I was able to find a small dataset that has Nike shoes reviews and ratings in April 2020.
So I ran a simple analysis to find out the most popular sneakers and their ratings.
import pandas as pd
import numpy as np
import plotly.express as px
import plotly.graph_objects as go
pd.set_option('display.max_columns', None)
pd.set_option('display.max_rows', None)
df = pd.read_csv('nike2020.csv')
Getting rid of any unnecessary columns for the simplicity.
df.columns
df.drop(columns=['URL', 'Listing Price', 'Sale Price', 'Discount', 'Brand', 'Images', 'Last Visited'], inplace=True)
df.head()
df.isna().sum()
Since there are duplicated product, I removed the duplicates using the groupby function. I used mean rating for any duplicated products, and sum of reviews for duplicacted products.

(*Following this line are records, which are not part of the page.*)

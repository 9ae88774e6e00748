fn main() {
    // Load .env file if present (for development convenience)
    // Silently ignore if not found - production uses system env vars
    let _ = dotenvy::dotenv();

    if let Err(e) = duplex_voice::run() {
        eprintln!("duplex-voice: {}", e);
        std::process::exit(1);
    }
}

nike = df.groupby('Product Name').agg({'Rating':'mean', 'Reviews':'sum'}).reset_index()
nike.head()
First, I sorted the dataframe by the number of reviews rather than the rating.
top10reviews = nike.sort_values(by=['Reviews', 'Rating'], ascending=False)[:10]
fig = px.bar(top10reviews, x='Reviews', y='Product Name',
orientation='h', color='Rating', width=980, height=400,
color_continuous_scale="Blues")
fig.update_layout(template='none', yaxis={'categoryorder':'total ascending'},
title='Top 10 Nike Shoes in April 2020')
fig.update_xaxes(automargin=True, title_text='Number of Reviews',
showline=True, linewidth=2, mirror=True, showgrid=False)
fig.update_yaxes(automargin=True, title_text='', showline=True, linewidth=2, mirror=True)
fig.show()
Air Jordan 10 Retro has the most reviews and the highest rating. And Nike Air Force 1 '07 has the second most reviews, but the worst rating of all top 10 reviewed products. Also, it seems like the Flyknit model has a very good rating overall.
Interestingly, Air Jordan 10 Retro was discontinued from NIKEiD, but Air Force 1 was continued.
Since this is a very small dataset, I will need bigger data and in-depth analysis to confirm.